BEGIN

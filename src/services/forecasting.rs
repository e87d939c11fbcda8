use std::sync::Arc;
use tracing::{info, instrument};

use crate::config::ForecastConfig;
use crate::errors::ServiceError;
use crate::ml::forecasting::{self, TotalCost};
use crate::models::series::{normalize_series, CostResult, EoqResult, ForecastPoint};
use crate::repositories::historical_store::DEMAND_COLUMN;
use crate::services::data_access::DataFetcher;

/// Months in one reporting cycle.
const MONTHS_PER_YEAR: usize = 12;

/// Month reported for a series of `len` observations.
///
/// A full number of years wraps around to month 1; otherwise the forecast is
/// for the month after the last observation.
pub fn reporting_month(len: usize) -> u32 {
    if len % MONTHS_PER_YEAR == 0 {
        1
    } else {
        (len + 1) as u32
    }
}

/// Forecast orchestrator: fetch, normalise, smooth, persist, report.
pub struct ForecastingService {
    fetcher: Arc<dyn DataFetcher>,
    config: ForecastConfig,
}

impl ForecastingService {
    pub fn new(fetcher: Arc<dyn DataFetcher>, config: ForecastConfig) -> Self {
        Self { fetcher, config }
    }

    /// Project the demand of `table` one period ahead.
    ///
    /// The full smoothed series is written back to the table before the
    /// final point is returned; a failed write discards the forecast.
    #[instrument(skip(self))]
    pub async fn generate_forecast(&self, table: &str) -> Result<ForecastPoint, ServiceError> {
        let raw = self.fetcher.fetch(table, DEMAND_COLUMN).await?;
        let demand = normalize_series(&raw)?;
        info!(table = %table, observations = demand.len(), "Fetched demand data");

        let smoothed = forecasting::exponential_smoothing(&demand, self.config.alpha)?;

        self.fetcher.persist(table, &smoothed.values).await?;
        info!(table = %table, rows = smoothed.values.len(), "Stored forecasted values");

        Ok(ForecastPoint {
            month: reporting_month(smoothed.values.len()),
            value: smoothed.next,
        })
    }

    pub fn calculate_eoq(&self, demand: f64) -> f64 {
        forecasting::economic_order_quantity(
            demand,
            self.config.holding_cost_rate,
            self.config.ordering_cost,
        )
    }

    pub fn get_cost(&self, demand: f64, eoq: f64) -> TotalCost {
        forecasting::total_cost(
            self.config.stock_quantity,
            self.config.holding_cost_rate,
            self.config.ordering_cost,
            demand,
            eoq,
        )
    }

    pub fn get_holding_cost(&self) -> f64 {
        forecasting::holding_cost(self.config.holding_cost_rate)
    }

    /// EOQ of the projected demand for `table`.
    pub async fn eoq_report(&self, table: &str) -> Result<EoqResult, ServiceError> {
        let forecast = self.generate_forecast(table).await?;
        Ok(EoqResult {
            eoq: self.calculate_eoq(forecast.value),
            holding_cost_rate: self.get_holding_cost(),
        })
    }

    /// Total-cost comparison for the projected demand of `table`.
    pub async fn cost_report(&self, table: &str) -> Result<CostResult, ServiceError> {
        let forecast = self.generate_forecast(table).await?;
        let eoq = self.calculate_eoq(forecast.value);
        let cost = self.get_cost(forecast.value, eoq);
        Ok(CostResult {
            eoq_total_cost: cost.eoq_total_cost,
            shortage_total_cost: cost.shortage_total_cost,
        })
    }
}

END

WHAT YOU WILL DO ->
Both end lines included, restate word for word the lines above from the line with "info!(table = %table, observations" to the line with "self.fetcher.persist(table, &smoothed.values).await?;", and nothing else.

OUTPUT BELOW ->
        info!(table = %table, observations = demand.len(), "Fetched demand data");

        let smoothed = forecasting::exponential_smoothing(&demand, self.config.alpha)?;

        self.fetcher.persist(table, &smoothed.values).await?;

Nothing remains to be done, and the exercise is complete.